Amazon asks court to halt Microsoft's work on Pentagon 'war cloud' - dbg31415
https://thehill.com/policy/technology/479530-amazon-asks-court-to-halt-microsofts-work-on-pentagon-war-cloud
======
siffland
After 15 years of being a DoD contractor, it is frustrating to see yet another
sole source entity getting the contract. Prices will inflate and there is no
competition.

HP and Oracle have been reaping the benefits of this for at least two decades
now. We put databases on Oracle that should be handled by Postgres or MariaDB
since DoD prefers Oracle. We would buy useless HP software because we were a
HP shop.

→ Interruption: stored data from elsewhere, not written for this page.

use log::LevelFilter;

/// Initialize the logger from the verbosity flags.
///
/// `RUST_LOG`, when set, wins over the flags.
pub fn init_logger(verbosity: u8, quiet: bool) {
    let level = if quiet {
        LevelFilter::Off
    } else {
        match verbosity {
            0 => LevelFilter::Warn,
            1 => LevelFilter::Info,
            _ => LevelFilter::Debug,
        }
    };

    let mut builder = env_logger::Builder::from_default_env();
    if std::env::var_os("RUST_LOG").is_none() {
        builder.filter_level(level);
    }
    builder
        .format_timestamp(None)
        .format_module_path(false)
        .format_target(false)
        .init();

    log::debug!("Logger initialized with level: {level:?}");
}
/// Pairwise Pearson correlation matrix. Each pair uses the rows where both
/// cells are present. The matrix is symmetric by construction.
pub fn correlation(table: &Table, columns: &[&str]) -> Result<CorrelationMatrix, SchemaError> {
    let series = columns
        .iter()
        .map(|c| table.numeric_values(c))
        .collect::<Result<Vec<_>, _>>()?;

    let n = columns.len();
    let mut values = vec![vec![Coefficient::Undefined; n]; n];
    for i in 0..n {
        for j in i..n {
            let r = if i == j {
                self_correlation(&series[i])
            } else {
                pearson(&series[i], &series[j])
            };
            values[i][j] = r;
            values[j][i] = r;
        }
    }

    Ok(CorrelationMatrix {
        columns: columns.iter().map(|c| c.to_string()).collect(),
        values,
    })
}

fn paired(a: &[Option<f64>], b: &[Option<f64>]) -> Vec<(f64, f64)> {
    a.iter()
        .zip(b)
        .filter_map(|(x, y)| Some(((*x)?, (*y)?)))
        .filter(|(x, y)| !x.is_nan() && !y.is_nan())
        .collect()
}

fn is_constant(mut values: impl Iterator<Item = f64>) -> bool {
    match values.next() {
        Some(first) => values.all(|v| v == first),
        None => true,
    }
}

fn self_correlation(a: &[Option<f64>]) -> Coefficient {
    let values: Vec<f64> = a.iter().flatten().copied().filter(|v| !v.is_nan()).collect();
    if values.len() < 2 || is_constant(values.iter().copied()) {
        Coefficient::Undefined
    } else {
        Coefficient::Defined(1.0)
    }
}

fn pearson(a: &[Option<f64>], b: &[Option<f64>]) -> Coefficient {
    let pairs = paired(a, b);
    if pairs.len() < 2
        || is_constant(pairs.iter().map(|p| p.0))
        || is_constant(pairs.iter().map(|p| p.1))
    {
        return Coefficient::Undefined;
    }

    let n = pairs.len() as f64;
    let mean_x = pairs.iter().map(|p| p.0).sum::<f64>() / n;
    let mean_y = pairs.iter().map(|p| p.1).sum::<f64>() / n;

    let (mut sxy, mut sxx, mut syy) = (0.0, 0.0, 0.0);
    for &(x, y) in &pairs {
        let (dx, dy) = (x - mean_x, y - mean_y);
        sxy += dx * dy;
        sxx += dx * dx;
        syy += dy * dy;
    }

    let r = sxy / (sxx.sqrt() * syy.sqrt());
    if r.is_finite() {
        Coefficient::Defined(r.clamp(-1.0, 1.0))
    } else {
        Coefficient::Undefined
    }
}

/// `bucket_count` equal-width buckets spanning the observed min/max of
/// `column` in this table. The last bucket is closed on the right. A column
/// holding a single distinct value spans `[v - 0.5, v + 0.5]`.
/// `bucket_count` must lie in `1..=MAX_BUCKETS`.
pub fn distribution(
    table: &Table,
    column: &str,
    bucket_count: usize,
) -> Result<Histogram, SchemaError> {
    if bucket_count == 0 {
        return Err(SchemaError::InvalidBucketCount);
    }
    if bucket_count > MAX_BUCKETS {
        return Err(SchemaError::TooManyBuckets {
            requested: bucket_count,
            max: MAX_BUCKETS,
        });
    }
    let values = present_values(table, column)?;

    let Some((min, max)) = values.iter().fold(None, |acc: Option<(f64, f64)>, &v| {
        Some(acc.map_or((v, v), |(lo, hi)| (lo.min(v), hi.max(v))))
    }) else {
        return Ok(Histogram {
            column: column.to_string(),
            range: None,
            buckets: Vec::new(),
        });
    };

    let (low, high) = if min == max {
        (min - 0.5, max + 0.5)
    } else {
        (min, max)
    };
    let width = (high - low) / bucket_count as f64;

    let mut counts = vec![0u64; bucket_count];
    for v in &values {
        let idx = ((v - low) / width) as usize;
        counts[idx.min(bucket_count - 1)] += 1;
    }

    let buckets = counts
        .into_iter()
        .enumerate()
        .map(|(i, count)| Bucket {
            low: low + i as f64 * width,
            high: if i + 1 == bucket_count {
                high
            } else {
                low + (i + 1) as f64 * width
            },
            count,
        })
        .collect();

    Ok(Histogram {
        column: column.to_string(),
        range: Some((low, high)),
        buckets,
    })
}

/// Count of each domain value of `column`, sorted by value. Values absent
/// from the table still appear with a zero count.
pub fn value_counts(table: &Table, column: &str) -> Result<ValueCounts, SchemaError> {
    let mut counts: BTreeMap<&Value, u64> = table
        .schema()
        .domain(column)?
        .iter()
        .map(|v| (v, 0))
        .collect();
    for v in table.column_values(column)? {
        *counts.entry(v).or_default() += 1;
    }
    Ok(ValueCounts {
        column: column.to_string(),
        counts: counts
            .into_iter()
            .map(|(value, count)| ValueCount {
                value: value.clone(),
                count,
            })
            .collect(),
    })
}

/// Summary of the numeric `value` column per key of `group`. Only groups
/// with at least one present value appear, ordered by key.
pub fn grouped_summary(
    table: &Table,
    group: &str,
    value: &str,
) -> Result<Vec<GroupSummary>, SchemaError> {
    let numbers = table.numeric_values(value)?;
    let mut groups: BTreeMap<&Value, Vec<f64>> = BTreeMap::new();
    for (key, v) in table.column_values(group)?.zip(numbers) {
        if let Some(v) = v.filter(|v| !v.is_nan()) {
            groups.entry(key).or_default().push(v);
        }
    }

    Ok(groups
        .into_iter()
        .map(|(key, mut values)| {
            values.sort_by(f64::total_cmp);
            let count = values.len();
            GroupSummary {
                key: key.clone(),
                count,
                min: values[0],
                q1: quantile(&values, 0.25),
                median: quantile(&values, 0.5),
                q3: quantile(&values, 0.75),
                max: values[count - 1],
                mean: values.iter().sum::<f64>() / count as f64,
            }
        })
        .collect())
}
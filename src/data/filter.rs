use std::collections::{BTreeMap, BTreeSet};

use super::model::{Table, Value};
use crate::error::SchemaError;

// ---------------------------------------------------------------------------
// Predicates
// ---------------------------------------------------------------------------

/// Constraint on a single column.
#[derive(Debug, Clone, PartialEq)]
pub enum Predicate {
    /// Keep rows whose value is in the set. An empty set keeps nothing.
    OneOf(BTreeSet<Value>),
    /// Keep rows with `low <= value <= high`. Missing cells pass only when
    /// `keep_missing` is set.
    Range {
        low: f64,
        high: f64,
        keep_missing: bool,
    },
}

impl Predicate {
    pub fn matches(&self, value: &Value) -> bool {
        match self {
            Predicate::OneOf(selected) => selected.contains(value),
            Predicate::Range {
                low,
                high,
                keep_missing,
            } => match value.as_f64() {
                Some(v) => *low <= v && v <= *high,
                None => value.is_null() && *keep_missing,
            },
        }
    }
}

/// Per-column predicates, combined with AND.
/// A column without a predicate is unconstrained.
#[derive(Debug, Clone, Default, PartialEq)]
pub struct FilterSpec {
    predicates: BTreeMap<String, Predicate>,
}

impl FilterSpec {
    pub fn new() -> Self {
        Self::default()
    }

    pub fn with_one_of<I, V>(mut self, column: &str, values: I) -> Self
    where
        I: IntoIterator<Item = V>,
        V: Into<Value>,
    {
        self.set(
            column,
            Predicate::OneOf(values.into_iter().map(Into::into).collect()),
        );
        self
    }

    pub fn with_range(mut self, column: &str, low: f64, high: f64) -> Self {
        self.set(
            column,
            Predicate::Range {
                low,
                high,
                keep_missing: false,
            },
        );
        self
    }

    pub fn set(&mut self, column: &str, predicate: Predicate) {
        self.predicates.insert(column.to_string(), predicate);
    }

    pub fn get(&self, column: &str) -> Option<&Predicate> {
        self.predicates.get(column)
    }

    pub fn get_mut(&mut self, column: &str) -> Option<&mut Predicate> {
        self.predicates.get_mut(column)
    }

    pub fn predicates(&self) -> impl Iterator<Item = (&str, &Predicate)> {
        self.predicates.iter().map(|(c, p)| (c.as_str(), p))
    }

    pub fn is_empty(&self) -> bool {
        self.predicates.is_empty()
    }

    /// The unconstrained spec for the given columns: every categorical column
    /// selects its whole domain, every numeric column spans its observed range.
    /// Applying it to `table` returns `table` unchanged.
    pub fn full_domain(
        table: &Table,
        categorical: &[&str],
        numeric: &[&str],
    ) -> Result<Self, SchemaError> {
        let mut spec = FilterSpec::new();
        for &col in categorical {
            spec.set(col, Predicate::OneOf(table.schema().domain(col)?.clone()));
        }
        for &col in numeric {
            let keep_missing = table.schema().domain(col)?.contains(&Value::Null);
            let (low, high) = observed_range(table, col)?.unwrap_or((0.0, 0.0));
            spec.set(
                col,
                Predicate::Range {
                    low,
                    high,
                    keep_missing,
                },
            );
        }
        Ok(spec)
    }
}

/// Smallest and largest numeric value of `column`, `None` if it has none.
pub fn observed_range(table: &Table, column: &str) -> Result<Option<(f64, f64)>, SchemaError> {
    let range = table
        .numeric_values(column)?
        .into_iter()
        .flatten()
        .fold(None, |acc: Option<(f64, f64)>, v| match acc {
            None => Some((v, v)),
            Some((lo, hi)) => Some((lo.min(v), hi.max(v))),
        });
    Ok(range)
}

// ---------------------------------------------------------------------------
// Applying a spec
// ---------------------------------------------------------------------------

/// Return indices of rows that pass every predicate, in table order.
///
/// A row passes a column predicate when:
/// * The set for that column is empty → nothing selected → fails
/// * The set covers the column's whole domain → passes (no constraint)
/// * Otherwise the value must be in the set / inside the inclusive range
pub fn matching_indices(table: &Table, spec: &FilterSpec) -> Result<Vec<usize>, SchemaError> {
    let schema = table.schema();
    let mut active: Vec<(usize, &Predicate)> = Vec::new();

    for (col, predicate) in spec.predicates() {
        let pos = match predicate {
            Predicate::OneOf(selected) => {
                let pos = schema.position(col)?;
                let domain = schema.domain(col)?;
                // Everything selected, no filtering needed
                if !selected.is_empty() && selected.is_superset(domain) {
                    continue;
                }
                pos
            }
            Predicate::Range { .. } => schema.numeric_position(col)?,
        };
        active.push((pos, predicate));
    }

    log::debug!(
        "Filtering {} rows with {} active predicate(s)",
        table.len(),
        active.len()
    );

    Ok(table
        .records()
        .iter()
        .enumerate()
        .filter(|(_, record)| active.iter().all(|(pos, p)| p.matches(record.get(*pos))))
        .map(|(i, _)| i)
        .collect())
}

/// Stable filter: the rows of `table` satisfying `spec`.
pub fn apply(table: &Table, spec: &FilterSpec) -> Result<Table, SchemaError> {
    let indices = matching_indices(table, spec)?;
    Ok(table.select(&indices))
}

#[cfg(test)]
mod tests {
    use super::*;
    use crate::data::model::{Column, ColumnKind};

    fn employees() -> Table {
        Table::from_rows(
            vec![
                Column::new("Department", ColumnKind::Text),
                Column::new("Attrition", ColumnKind::Text),
                Column::new("Age", ColumnKind::Integer),
                Column::new("MonthlyIncome", ColumnKind::Integer),
            ],
            vec![
                vec!["Sales".into(), "Yes".into(), Value::Integer(30), Value::Integer(4000)],
                vec!["Sales".into(), "No".into(), Value::Integer(45), Value::Integer(6000)],
                vec!["R&D".into(), "No".into(), Value::Integer(52), Value::Integer(7100)],
                vec!["HR".into(), "Yes".into(), Value::Null, Value::Integer(2500)],
            ],
        )
    }

    fn ages(t: &Table) -> Vec<Value> {
        t.column_values("Age").unwrap().cloned().collect()
    }

    #[test]
    fn empty_spec_keeps_everything() {
        let t = employees();
        assert_eq!(apply(&t, &FilterSpec::new()).unwrap(), t);
    }

    #[test]
    fn range_is_inclusive_at_both_ends() {
        let t = employees();
        let spec = FilterSpec::new().with_range("Age", 30.0, 45.0);
        assert_eq!(
            ages(&apply(&t, &spec).unwrap()),
            vec![Value::Integer(30), Value::Integer(45)]
        );
    }

    #[test]
    fn range_drops_missing_values_unless_asked() {
        let t = employees();
        let mut spec = FilterSpec::new().with_range("Age", 0.0, 100.0);
        assert_eq!(apply(&t, &spec).unwrap().len(), 3);

        if let Some(Predicate::Range { keep_missing, .. }) = spec.get_mut("Age") {
            *keep_missing = true;
        }
        assert_eq!(apply(&t, &spec).unwrap().len(), 4);
    }

    #[test]
    fn empty_selection_yields_empty_table() {
        let t = employees();
        let spec = FilterSpec::new().with_one_of("Department", Vec::<Value>::new());
        let out = apply(&t, &spec).unwrap();
        assert!(out.is_empty());
        assert_eq!(out.schema(), t.schema());
    }

    #[test]
    fn predicates_combine_with_and() {
        let t = employees();
        let spec = FilterSpec::new()
            .with_one_of("Department", ["Sales", "R&D"])
            .with_one_of("Attrition", ["No"])
            .with_range("MonthlyIncome", 6500.0, 8000.0);
        assert_eq!(matching_indices(&t, &spec).unwrap(), vec![2]);
    }

    #[test]
    fn full_domain_spec_is_identity() {
        let t = employees();
        let spec = FilterSpec::full_domain(
            &t,
            &["Department", "Attrition"],
            &["Age", "MonthlyIncome"],
        )
        .unwrap();
        assert_eq!(
            spec.get("MonthlyIncome"),
            Some(&Predicate::Range {
                low: 2500.0,
                high: 7100.0,
                keep_missing: false
            })
        );
        assert_eq!(apply(&t, &spec).unwrap(), t);
    }

    #[test]
    fn full_domain_spec_keeps_rows_with_nan_cells() {
        let t = Table::from_rows(
            vec![
                Column::new("Department", ColumnKind::Text),
                Column::new("MonthlyIncome", ColumnKind::Float),
            ],
            vec![
                vec!["Sales".into(), Value::Float(4000.0)],
                vec!["Sales".into(), Value::Float(f64::NAN)],
                vec!["HR".into(), Value::Float(f64::INFINITY)],
                vec!["HR".into(), Value::Float(5000.5)],
            ],
        );
        let spec = FilterSpec::full_domain(&t, &["Department"], &["MonthlyIncome"]).unwrap();
        assert_eq!(
            spec.get("MonthlyIncome"),
            Some(&Predicate::Range {
                low: 4000.0,
                high: 5000.5,
                keep_missing: true
            })
        );
        assert_eq!(apply(&t, &spec).unwrap(), t);
    }

    #[test]
    fn inverted_range_matches_nothing() {
        let t = employees();
        let spec = FilterSpec::new().with_range("Age", 50.0, 40.0);
        assert!(apply(&t, &spec).unwrap().is_empty());
    }

    #[test]
    fn unknown_column_is_a_schema_error() {
        let t = employees();
        let spec = FilterSpec::new().with_one_of("Team", ["Blue"]);
        assert_eq!(
            apply(&t, &spec),
            Err(SchemaError::UnknownColumn("Team".into()))
        );
    }

    #[test]
    fn range_on_text_column_is_a_schema_error() {
        let t = employees();
        let spec = FilterSpec::new().with_range("Department", 0.0, 1.0);
        assert_eq!(
            apply(&t, &spec),
            Err(SchemaError::NotNumeric("Department".into()))
        );
    }

    #[test]
    fn observed_range_skips_missing_cells() {
        let t = employees();
        assert_eq!(observed_range(&t, "Age").unwrap(), Some((30.0, 52.0)));
        let empty = t.select(&[]);
        assert_eq!(observed_range(&empty, "Age").unwrap(), None);
    }
}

I fought to get a non HP solid state array for our data, it was an
epic battle (in the end I won, on the extreme we had 6 to 7 hour processes cut
down to under an hour, the HP equivalent could not replicate that at the
time).

So i can see DoD moving to Azure and then get the vendor lock in and in 10
years if they want to move the cost will be so extreme it will either cause
taxpayers a ton of money or not be realistic.

As impossible as it sounds, and somewhat impractical, i would rather see a
vendor agnostic approach and DoD spread across multiple gov clouds. i guess
years has gotten me jaded with government spending (wait, what, how did we buy
2 extra $50k Cisco chassis and then keep them in storage for 3 years....).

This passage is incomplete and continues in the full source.